The Journal of Pediatrics published a study today on the waiting-room checklist that San Diego pediatricians used at the 12-month check-up of about 10,000 babies. Parents filled out the 24-item checklist, doctors made any predictions of autism or developmental delays, and the babies were examined again over the following two years to see if they actually had the issues their doctor predicted.
The checklist had a 75 percent accuracy rate for predicting some problem (either autism or another language or developmental delay) in the children screened. But that means that one in four kids who were predicted to have a developmental disorder received a false alarm. The screening tool needs further work before it could be used broadly, physicians say.
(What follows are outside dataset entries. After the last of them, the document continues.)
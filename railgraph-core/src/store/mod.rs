//! Storage of railway graphs
//!
//! [`GraphStore`] is the interface every algorithm in this crate reads and
//! writes graphs through. Nodes are loaded as owned values, mutated and
//! saved back explicitly. [`MemoryStore`] is the bundled backend.

mod memory;
mod ops;
mod query;

use geo::Point;

use crate::{Error, Node, NodeId};

pub use memory::MemoryStore;
pub use ops::{
    copy, create_graph, create_graph_from, dedup, merge_nodes, recompute_distances,
    remove_lonely_nodes,
};
pub use query::{
    component_count, endpoints, inconsistent_edges, junctions, locs_for, nodes_with_degree,
    nodes_with_degree_ne, to_ungraph,
};

/// A collection of nodes keyed by id with a 2D spatial index.
///
/// Multi-node queries return nodes ordered by ascending id. A store is not
/// meant to be shared between concurrent writers: operations such as
/// [`merge_nodes`] perform several lookups and updates without any
/// transactional guard.
pub trait GraphStore {
    fn find_node(&self, id: NodeId) -> Result<Option<Node>, Error>;

    fn find_nodes_where(&self, predicate: &dyn Fn(&Node) -> bool) -> Result<Vec<Node>, Error>;

    /// Inserts a new node, failing with [`Error::DuplicateNode`] if the id
    /// is taken.
    fn insert_node(&mut self, node: Node) -> Result<(), Error>;

    /// Inserts or replaces the node with the same id.
    fn save_node(&mut self, node: Node) -> Result<(), Error>;

    /// Removes a node and returns it if it existed.
    fn delete_node(&mut self, id: NodeId) -> Result<Option<Node>, Error>;

    fn count(&self) -> Result<usize, Error>;

    fn clear(&mut self) -> Result<(), Error>;

    /// The node closest to `point`, `None` for an empty store.
    fn nearest_node(&self, point: Point<f64>) -> Result<Option<Node>, Error>;

    /// All nodes within `radius` (coordinate units) of `point`.
    fn nodes_within(&self, point: Point<f64>, radius: f64) -> Result<Vec<Node>, Error>;

    /// Like [`GraphStore::find_node`], but a missing node is an
    /// [`Error::MissingNode`].
    fn node(&self, id: NodeId) -> Result<Node, Error> {
        self.find_node(id)?.ok_or(Error::MissingNode(id))
    }

    fn contains(&self, id: NodeId) -> Result<bool, Error> {
        Ok(self.find_node(id)?.is_some())
    }

    fn all_nodes(&self) -> Result<Vec<Node>, Error> {
        self.find_nodes_where(&|_| true)
    }

    fn node_ids(&self) -> Result<Vec<NodeId>, Error> {
        Ok(self.all_nodes()?.into_iter().map(|n| n.id).collect())
    }
}
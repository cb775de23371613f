use crate::TrackPoint;

/// Drops every inner point, keeping only the first and the last one.
pub fn rminner(points: &[TrackPoint]) -> Vec<TrackPoint> {
    match points {
        [first, _, .., last] => vec![*first, *last],
        _ => points.to_vec(),
    }
}

#[cfg(test)]
mod tests {
    use super::*;

    #[test]
    fn keeps_endpoints() {
        let points: Vec<TrackPoint> = (0..5)
            .map(|i| TrackPoint::new(i as f64, (i * i) as f64, i))
            .collect();
        assert_eq!(rminner(&points), vec![points[0], points[4]]);
        assert_eq!(rminner(&points[..2]), points[..2].to_vec());
        assert_eq!(rminner(&points[..1]), points[..1].to_vec());
    }
}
Hearing a prediction of autism when your child is age 1 is not good news. However, the positives of this new, fairly quick waiting-room checklist are that it may eventually do some of the work that thousands of dollars of follow-up autism screenings do, and that children with autism can receive therapies at an earlier age and be placed in the appropriate school programs early on.
Doctors currently don't start screening for autism until around age 2, and many children aren't diagnosed until they have already entered elementary school.
April is Autism Awareness Month. One in 100 children in the U.S. has an autism spectrum disorder (ASD), according to recent estimates. Everyone can benefit from learning more about autism and ASD.